Endurance yesterday dismissed Aspen’s statement as “defensive” and hit back at the comments on the organisation’s culture, arguing that the senior staff Endurance has recruited during a major overhaul over the past year speaks for itself.
“The significant inflow of world-class talent that Endurance has attracted in the past year from across the industry is a strong testament to the winning culture it has created,” Endurance stated.
“The combined company will have greater scale and market presence that will create expanded opportunities. In the face of that, assertions about cultural issues and dis-synergies impeding the operation of the combined company are unfounded.”
Endurance said Aspen was continuing “to deny its shareholders the ability to receive a highly attractive premium and an ongoing stake in a global industry leader”.
Endurance chief financial officer Michael McGuire said: “Endurance remains clearly intent on consummating a transaction and not, as Aspen claims, just ‘kicking the tyres’.
“Aspen well knows that customary due diligence is no roadblock and would not present any impediment to closing a negotiated transaction. Moreover, the broad range of Aspen and Endurance shareholders with whom we have been speaking agree with the strategic rationale and financial benefits we outlined. This stands in stark contradiction to Aspen’s mischaracterisation of market sentiment, which we strongly question.”
Another point of contention between the Bermuda rivals was Aspen’s claim that Endurance has shown “disdain” for the Lloyd’s of London market, where Aspen runs a syndicate.
“Endurance has expressed a strong dislike for Lloyd’s business,” Mr O’Kane and Mr Jones wrote to shareholders. “In an attempt to convince the market that Endurance would embrace Aspen’s top tier Lloyd’s business, John Charman, Chairman and chief executive officer of Endurance, stated on 14th April that ‘Aspen’s core strength in the London insurance market — including through Lloyd’s — is an attractive area’.

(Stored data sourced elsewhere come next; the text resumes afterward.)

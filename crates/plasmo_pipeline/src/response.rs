//! JSON response shapes.
//!
//! Rounding happens here and nowhere else: confidence to 2 decimals, raw
//! score to 6. Overlays are base64-encoded raster bytes.

use base64::engine::general_purpose::STANDARD;
use base64::Engine as _;
use plasmo_analysis::PredictionRecord;
use plasmo_explain::OverlayArtifact;
use serde::{Deserialize, Serialize};

use crate::batch::{AggregateSummary, BatchResult, ItemOutcome};
use crate::predictor::Prediction;

/// Round `value` to `decimals` places.
pub fn round_to(value: f64, decimals: i32) -> f64 {
    let scale = 10f64.powi(decimals);
    (value * scale).round() / scale
}

fn encode_overlay(overlay: Option<&OverlayArtifact>) -> Option<String> {
    overlay.map(|artifact| STANDARD.encode(artifact.bytes()))
}

/// Decision details of a single prediction.
#[derive(Debug, Clone, PartialEq, Serialize, Deserialize)]
pub struct Interpretation {
    /// Decision is positive.
    pub parasitized: bool,
    /// `Parasitized` or `Uninfected`.
    pub class: String,
}

/// Response for one image.
#[derive(Debug, Clone, PartialEq, Serialize, Deserialize)]
pub struct PredictionResponse {
    /// `Positive - Parasitized` or `Negative - Uninfected`.
    pub result: String,
    /// Confidence percentage, 2 decimals.
    pub confidence: f64,
    /// Classifier score, 6 decimals.
    pub raw_score: f64,
    /// Decision details.
    pub interpretation: Interpretation,
    /// Base64 overlay, or null.
    pub gradcam: Option<String>,
}

impl PredictionResponse {
    fn from_parts(record: &PredictionRecord, overlay: Option<&OverlayArtifact>) -> Self {
        Self {
            result: record.decision.result_label().to_string(),
            confidence: round_to(record.confidence, 2),
            raw_score: round_to(record.raw_score, 6),
            interpretation: Interpretation {
                parasitized: record.decision.is_positive(),
                class: record.decision.class_label().to_string(),
            },
            gradcam: encode_overlay(overlay),
        }
    }
}

impl From<&Prediction> for PredictionResponse {
    fn from(prediction: &Prediction) -> Self {
        Self::from_parts(&prediction.record, prediction.overlay.as_ref())
    }
}

/// One entry of a batch response.
#[derive(Debug, Clone, PartialEq, Serialize, Deserialize)]
#[serde(untagged)]
pub enum BatchItemResponse {
    /// Classified item.
    Success {
        /// Position in the input.
        index: usize,
        /// Caller-supplied name.
        filename: String,
        /// Result label.
        result: String,
        /// Confidence percentage, 2 decimals.
        confidence: f64,
        /// Classifier score, 6 decimals.
        raw_score: f64,
        /// Base64 overlay, or null.
        gradcam: Option<String>,
    },
    /// Failed item.
    Failed {
        /// Position in the input.
        index: usize,
        /// Caller-supplied name.
        filename: String,
        /// Error message.
        error: String,
    },
}

impl From<&ItemOutcome> for BatchItemResponse {
    fn from(outcome: &ItemOutcome) -> Self {
        match outcome {
            ItemOutcome::Success {
                index,
                filename,
                record,
                overlay,
            } => Self::Success {
                index: *index,
                filename: filename.clone(),
                result: record.decision.result_label().to_string(),
                confidence: round_to(record.confidence, 2),
                raw_score: round_to(record.raw_score, 6),
                gradcam: encode_overlay(overlay.as_ref()),
            },
            ItemOutcome::Failed {
                index,
                filename,
                error,
            } => Self::Failed {
                index: *index,
                filename: filename.clone(),
                error: error.clone(),
            },
        }
    }
}

/// Batch statistics. Without successful items only the counts are present.
#[derive(Debug, Clone, PartialEq, Serialize, Deserialize)]
pub struct AggregateResponse {
    /// Items submitted.
    pub total_images: usize,
    /// Items classified.
    pub successful: usize,
    /// Items that failed.
    pub failed: usize,
    /// Positive items.
    #[serde(default, skip_serializing_if = "Option::is_none")]
    pub parasitized_count: Option<usize>,
    /// Negative items.
    #[serde(default, skip_serializing_if = "Option::is_none")]
    pub uninfected_count: Option<usize>,
    /// Mean confidence, 2 decimals.
    #[serde(default, skip_serializing_if = "Option::is_none")]
    pub average_confidence: Option<f64>,
    /// Majority result label.
    #[serde(default, skip_serializing_if = "Option::is_none")]
    pub overall_result: Option<String>,
}

impl From<&AggregateSummary> for AggregateResponse {
    fn from(summary: &AggregateSummary) -> Self {
        let has_results = summary.successful > 0;
        Self {
            total_images: summary.total_images,
            successful: summary.successful,
            failed: summary.failed,
            parasitized_count: has_results.then_some(summary.parasitized_count),
            uninfected_count: has_results.then_some(summary.uninfected_count),
            average_confidence: summary.average_confidence.map(|c| round_to(c, 2)),
            overall_result: summary
                .overall_result
                .map(|d| d.result_label().to_string()),
        }
    }
}

/// Response for a batch.
#[derive(Debug, Clone, PartialEq, Serialize, Deserialize)]
pub struct BatchResponse {
    /// Items in input order.
    pub results: Vec<BatchItemResponse>,
    /// Batch statistics.
    pub aggregate: AggregateResponse,
}

impl From<&BatchResult> for BatchResponse {
    fn from(result: &BatchResult) -> Self {
        Self {
            results: result.items.iter().map(BatchItemResponse::from).collect(),
            aggregate: AggregateResponse::from(&result.aggregate),
        }
    }
}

“This is in stark contrast to Endurance’s previously expressed disdain for Lloyd’s, including less than a year ago when Mr Charman stated, ‘I find it difficult to want to be a ... piece of [Lloyd’s].’ (Insurance Insider, 10th June 2013).
“Given such statements, we would be extremely concerned that a combination with Endurance would pose risks to our Lloyd’s syndicate, which is one of the most dynamic parts of our insurance franchise and a top performer amongst Lloyd’s syndicates.”

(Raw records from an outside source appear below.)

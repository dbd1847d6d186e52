//! Gradient-weighted importance maps.
//!
//! Two modes reduce a captured feature map to a 2-D map in `[0, 1]`:
//!
//! - [`ExplanationMode::Presence`]: Grad-CAM. Spatially averaged gradients
//!   weight the feature channels; the weighted sum is clipped at zero and
//!   scaled by its maximum. Highlights regions that pushed the score up.
//! - [`ExplanationMode::Absence`]: ignores the gradient. The mean absolute
//!   activation per location is inverted against its global maximum, so
//!   regions with the least distinguishing activation score highest.

use std::fmt;

use burn::prelude::*;
use burn::tensor::backend::AutodiffBackend;
use ndarray::Array2;
use plasmo_core::{tensor_to_vec, CoreError};
use plasmo_models::{ExplainableClassifier, NodePath};
use serde::{Deserialize, Serialize};

use crate::capture::FeatureCapture;
use crate::error::{ExplainError, Result};

const PRESENCE_EPSILON: f32 = 1e-8;

/// How an importance map is derived.
#[derive(Debug, Clone, Copy, PartialEq, Eq, Hash, Serialize, Deserialize)]
#[serde(rename_all = "snake_case")]
pub enum ExplanationMode {
    /// Evidence for the selected output (gradient-weighted).
    Presence,
    /// Inverted activation magnitude, used for negative predictions.
    Absence,
}

impl fmt::Display for ExplanationMode {
    fn fmt(&self, f: &mut fmt::Formatter<'_>) -> fmt::Result {
        match self {
            Self::Presence => f.write_str("presence"),
            Self::Absence => f.write_str("absence"),
        }
    }
}

/// Single-channel 2-D importance map of shape `(h, w)`.
#[derive(Debug, Clone, PartialEq)]
pub struct ImportanceMap {
    values: Array2<f32>,
}

impl ImportanceMap {
    /// Wrap an array.
    pub fn new(values: Array2<f32>) -> Self {
        Self { values }
    }

    /// The map values.
    pub fn values(&self) -> &Array2<f32> {
        &self.values
    }

    /// Consume and return the array.
    pub fn into_inner(self) -> Array2<f32> {
        self.values
    }

    /// Height of the map.
    pub fn height(&self) -> usize {
        self.values.nrows()
    }

    /// Width of the map.
    pub fn width(&self) -> usize {
        self.values.ncols()
    }

    /// Largest value, or 0 for an empty map.
    pub fn max(&self) -> f32 {
        self.values.iter().copied().fold(0.0_f32, f32::max)
    }

    /// Smallest value, or 0 for an empty map.
    pub fn min(&self) -> f32 {
        if self.values.is_empty() {
            return 0.0;
        }
        self.values.iter().copied().fold(f32::INFINITY, f32::min)
    }

    /// Check if every value is zero.
    pub fn is_zero(&self) -> bool {
        self.values.iter().all(|&v| v == 0.0)
    }
}

fn to_map<B: Backend>(map: Tensor<B, 4>) -> Result<ImportanceMap> {
    let [_, _, h, w] = map.dims();
    let data = tensor_to_vec(map)?;
    let values = Array2::from_shape_vec((h, w), data)
        .map_err(|e| CoreError::ShapeMismatch(e.to_string()))?;
    Ok(ImportanceMap::new(values))
}

fn check_single<B: Backend>(tensor: &Tensor<B, 4>) -> Result<()> {
    let batch = tensor.dims()[0];
    if batch != 1 {
        return Err(CoreError::InvalidShape {
            expected: "a single feature map".to_string(),
            got: format!("batch of {batch}"),
        }
        .into());
    }
    Ok(())
}

/// Presence-mode map from a `(1, C, H, W)` feature map and its gradient.
///
/// # Errors
///
/// Returns an error if the shapes disagree or the batch size is not 1.
pub fn presence_map<B: Backend>(
    activations: Tensor<B, 4>,
    gradients: Tensor<B, 4>,
) -> Result<ImportanceMap> {
    check_single(&activations)?;
    if activations.dims() != gradients.dims() {
        return Err(CoreError::ShapeMismatch(format!(
            "activations {:?} vs gradients {:?}",
            activations.dims(),
            gradients.dims()
        ))
        .into());
    }

    // (1, C, H, W) -> (1, C, 1, 1)
    let weights = gradients.mean_dim(3).mean_dim(2);
    let cam = (activations * weights).sum_dim(1).clamp_min(0.0);

    let max: f32 = cam.clone().max().into_scalar().elem();
    to_map(cam / (max + PRESENCE_EPSILON))
}

/// Absence-mode map from a `(1, C, H, W)` feature map.
///
/// A constant map inverts to all zeros and is returned unscaled.
pub fn absence_map<B: Backend>(activations: Tensor<B, 4>) -> Result<ImportanceMap> {
    check_single(&activations)?;

    let magnitude = activations.abs().mean_dim(1);
    let global_max: f32 = magnitude.clone().max().into_scalar().elem();
    let inverted = magnitude.neg().add_scalar(global_max);

    let inverted_max: f32 = inverted.clone().max().into_scalar().elem();
    if inverted_max > 0.0 {
        to_map(inverted / inverted_max)
    } else {
        to_map(inverted)
    }
}

/// Pick the output channel to explain from batch element 0's scores.
///
/// A single-output classifier always uses channel 0. Otherwise `requested`
/// is used if given, else the arg-max score.
///
/// # Errors
///
/// Returns [`ExplainError::InvalidChannel`] if `requested` is out of range.
pub fn select_channel(scores: &[f32], requested: Option<usize>) -> Result<usize> {
    let n_outputs = scores.len();
    if n_outputs == 1 {
        return Ok(0);
    }
    match requested {
        Some(channel) if channel >= n_outputs => {
            Err(ExplainError::InvalidChannel { channel, n_outputs })
        }
        Some(channel) => Ok(channel),
        None => scores
            .iter()
            .enumerate()
            .max_by(|a, b| a.1.total_cmp(b.1))
            .map(|(i, _)| i)
            .ok_or(ExplainError::InvalidChannel {
                channel: 0,
                n_outputs,
            }),
    }
}

/// Importance map generator bound to one target layer.
///
/// The layer is located once at construction; the classifier handle is
/// shared read-only between calls.
#[derive(Debug, Clone)]
pub struct Explainer<B: AutodiffBackend> {
    classifier: ExplainableClassifier<B>,
    layer: String,
    path: NodePath,
}

impl<B: AutodiffBackend> Explainer<B> {
    /// Bind `classifier` to the node called `layer`.
    ///
    /// # Errors
    ///
    /// Returns [`plasmo_models::ModelError::LayerNotFound`] if absent.
    pub fn new(classifier: ExplainableClassifier<B>, layer: impl Into<String>) -> Result<Self> {
        let layer = layer.into();
        let location = classifier.locate(&layer)?;
        tracing::info!(
            layer = %layer,
            container = location.container.name(),
            path = %location.path,
            "explanation target resolved"
        );
        let path = location.path;
        Ok(Self {
            classifier,
            layer,
            path,
        })
    }

    /// Target layer name.
    pub fn layer(&self) -> &str {
        &self.layer
    }

    /// Path of the target layer.
    pub fn path(&self) -> &NodePath {
        &self.path
    }

    /// The explanation-ready classifier.
    pub fn classifier(&self) -> &ExplainableClassifier<B> {
        &self.classifier
    }

    /// Compute the importance map of batch element 0 of `input`.
    ///
    /// `channel` selects the output to explain on multi-output classifiers.
    pub fn explain(
        &self,
        input: Tensor<B, 4>,
        mode: ExplanationMode,
        channel: Option<usize>,
    ) -> Result<ImportanceMap> {
        let input = input.narrow(0, 0, 1);
        let capture = FeatureCapture::run(&self.classifier, &self.path, &self.layer, input)?;
        let channel = select_channel(&capture.first_scores()?, channel)?;

        let map = match mode {
            ExplanationMode::Presence => {
                let (activations, gradients) = capture.gradient(channel)?;
                presence_map(activations, gradients)?
            }
            // no backward pass: the absence map reads activations only
            ExplanationMode::Absence => absence_map(capture.activations())?,
        };
        tracing::debug!(
            layer = %self.layer,
            %mode,
            channel,
            height = map.height(),
            width = map.width(),
            "importance map computed"
        );
        Ok(map)
    }
}

/// One-shot explanation: locate `layer` in `classifier`, then explain.
///
/// # Errors
///
/// Returns [`plasmo_models::ModelError::LayerNotFound`] if the layer is
/// absent, [`ExplainError::InvalidChannel`] for a bad channel and
/// [`ExplainError::GradientComputationFailed`] for degenerate gradients in
/// Presence mode.
pub fn explain<B: AutodiffBackend>(
    input: Tensor<B, 4>,
    classifier: &ExplainableClassifier<B>,
    layer: &str,
    mode: ExplanationMode,
    channel: Option<usize>,
) -> Result<ImportanceMap> {
    Explainer::new(classifier.clone(), layer)?.explain(input, mode, channel)
}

Endurance countered that it had “unparalleled Lloyd’s expertise and insight”.
“Mr John Charman has 30 years of experience in Lloyd’s, including as founder of the first Lloyd’s syndicate backed by corporate capital and as senior deputy chairman at the Council of Lloyd’s during its financial crisis,” Endurance stated.

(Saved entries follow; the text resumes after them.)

//! Model weight checkpoints.
//!
//! Weights are stored with Burn's named MessagePack recorder at full
//! precision (`*.mpk`). A checkpoint only carries weights; the matching
//! [`VggConfig`](crate::VggConfig) comes from configuration.
//!
//! # Example
//!
//! ```rust,ignore
//! use plasmo_models::checkpoint::{load_model, save_model};
//!
//! let config = VggConfig::vgg19();
//! save_model(&config.init::<Backend>(&device), "weights.mpk")?;
//! let model = load_model(config.init::<Backend>(&device), "weights.mpk", &device)?;
//! ```

use std::path::{Path, PathBuf};

use burn::module::Module;
use burn::prelude::*;
use burn::record::{FullPrecisionSettings, NamedMpkFileRecorder};

/// Result type for checkpoint operations.
pub type Result<T> = std::result::Result<T, CheckpointError>;

/// Checkpoint-related errors.
#[derive(Debug, thiserror::Error)]
pub enum CheckpointError {
    /// Error saving checkpoint.
    #[error("Failed to save checkpoint: {0}")]
    Save(String),

    /// Error loading checkpoint.
    #[error("Failed to load checkpoint '{path}': {message}")]
    Load {
        /// File that was read.
        path: PathBuf,
        /// Recorder message.
        message: String,
    },

    /// The checkpoint file does not exist.
    #[error("Checkpoint not found: {0}")]
    NotFound(PathBuf),
}

fn recorder() -> NamedMpkFileRecorder<FullPrecisionSettings> {
    NamedMpkFileRecorder::<FullPrecisionSettings>::new()
}

/// Save a model's weights.
///
/// The recorder sets the `.mpk` extension on `path`.
pub fn save_model<B, M>(model: &M, path: impl AsRef<Path>) -> Result<()>
where
    B: Backend,
    M: Module<B>,
{
    let path = path.as_ref();
    model
        .clone()
        .save_file(path.to_path_buf(), &recorder())
        .map_err(|e| CheckpointError::Save(e.to_string()))?;
    tracing::info!(path = %path.display(), "saved checkpoint");
    Ok(())
}

/// Load weights from `path` into `model`.
///
/// `model` provides the structure; its current weights are replaced.
pub fn load_model<B, M>(model: M, path: impl AsRef<Path>, device: &B::Device) -> Result<M>
where
    B: Backend,
    M: Module<B>,
{
    let path = path.as_ref().with_extension("mpk");
    if !path.exists() {
        return Err(CheckpointError::NotFound(path));
    }
    let model = model
        .load_file(path.clone(), &recorder(), device)
        .map_err(|e| CheckpointError::Load {
            path: path.clone(),
            message: e.to_string(),
        })?;
    tracing::info!(path = %path.display(), "loaded checkpoint");
    Ok(model)
}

“Try as Aspen may to distort a year-old comment, the fact remains that he is and has always been a strong supporter of a well capitalised, larger Lloyd’s operation, which is what the combined Endurance-Aspen platform would be.”
Endurance also pointed out that its directors and managers had a much greater stake in their company than was the case at Aspen.
“Aspen simply cannot assert meaningful alignment of interests with shareholders given the paucity of the board and management’s ownership stake, both individually and collectively,” Endurance stated. “This contrasts dramatically with chairman and CEO John Charman’s substantial ownership stake in Endurance as well as his commitment to purchase $25 million of additional shares in connection with the transaction. In fact, insider ownership of Endurance totals 4.7 percent vs 1.4 percent for Aspen, a sharp disparity.”